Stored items
<<<<

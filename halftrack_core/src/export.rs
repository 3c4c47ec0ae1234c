//! CSV export of the workout log.

use crate::{Result, Workout, WorkoutStatus};
use std::path::Path;

/// A row in the CSV output
#[derive(Debug, serde::Serialize)]
struct CsvRow<'a> {
    id: String,
    date: String,
    week: u32,
    weeks_from_end: u32,
    #[serde(rename = "type")]
    kind: &'static str,
    label: &'a str,
    status: &'static str,
    distance: f64,
    actual_distance: Option<f64>,
    estimated_pace: u32,
    actual_pace: Option<u32>,
    warmup: Option<f64>,
    tempo: Option<f64>,
    cooldown: Option<f64>,
    plan_generated: bool,
    notes: &'a str,
}

impl<'a> From<&'a Workout> for CsvRow<'a> {
    fn from(w: &'a Workout) -> Self {
        CsvRow {
            id: w.id.to_string(),
            date: w.date.to_string(),
            week: w.week,
            weeks_from_end: w.weeks_from_end,
            kind: w.kind.as_str(),
            label: &w.label,
            status: match w.status {
                WorkoutStatus::Scheduled => "scheduled",
                WorkoutStatus::Completed => "completed",
                WorkoutStatus::Skipped => "skipped",
            },
            distance: w.distance,
            actual_distance: w.actual_distance,
            estimated_pace: w.estimated_pace.round() as u32,
            actual_pace: w.actual_pace.map(|p| p.round() as u32),
            warmup: w.tempo_breakdown.warmup,
            tempo: w.tempo_breakdown.tempo,
            cooldown: w.tempo_breakdown.cooldown,
            plan_generated: w.plan_generated,
            notes: &w.notes,
        }
    }
}

/// Write every workout to `path` as CSV, replacing any existing file.
///
/// Returns the number of rows written.
pub fn write_workout_log(workouts: &[Workout], path: &Path) -> Result<usize> {
    if let Some(parent) = path.parent() {
        std::fs::create_dir_all(parent)?;
    }

    let mut writer = csv::Writer::from_path(path)?;
    for workout in workouts {
        writer.serialize(CsvRow::from(workout))?;
    }
    writer.flush()?;

    tracing::info!("Exported {} workouts to {:?}", workouts.len(), path);
    Ok(workouts.len())
}

#[cfg(test)]
mod tests {
    use super::*;
    use crate::WorkoutType;
    use chrono::NaiveDate;

    #[test]
    fn test_export_writes_header_and_rows() {
        let temp_dir = tempfile::tempdir().unwrap();
        let path = temp_dir.path().join("log").join("workouts.csv");

        let date = NaiveDate::from_ymd_opt(2025, 1, 11).unwrap();
        let mut done = Workout::planned(date, WorkoutType::Long, "Long Run", 8.0, 629.6, 1, 12);
        done.status = WorkoutStatus::Completed;
        done.actual_pace = Some(601.0);
        let pending = Workout::planned(date, WorkoutType::Easy, "Easy Run", 4.0, 629.6, 1, 12);

        let count = write_workout_log(&[done, pending], &path).unwrap();
        assert_eq!(count, 2);

        let content = std::fs::read_to_string(&path).unwrap();
        let lines: Vec<&str> = content.lines().collect();
        assert_eq!(lines.len(), 3);
        assert!(lines[0].starts_with("id,date,week,weeks_from_end,type,label,status"));
        assert!(lines[1].contains("2025-01-11"));
        assert!(lines[1].contains(",long,Long Run,completed,"));
        assert!(lines[1].contains(",630,601,"));
        assert!(lines[2].contains(",easy,Easy Run,scheduled,"));
    }

    #[test]
    fn test_export_empty_plan() {
        let temp_dir = tempfile::tempdir().unwrap();
        let path = temp_dir.path().join("empty.csv");

        assert_eq!(write_workout_log(&[], &path).unwrap(), 0);
        assert!(path.exists());
    }
}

>>>>

Work required:
Every line in the data above that contains "Some" needs to be copied.

Result for this exercise:
    if let Some(parent) = path.parent() {
        done.actual_pace = Some(601.0);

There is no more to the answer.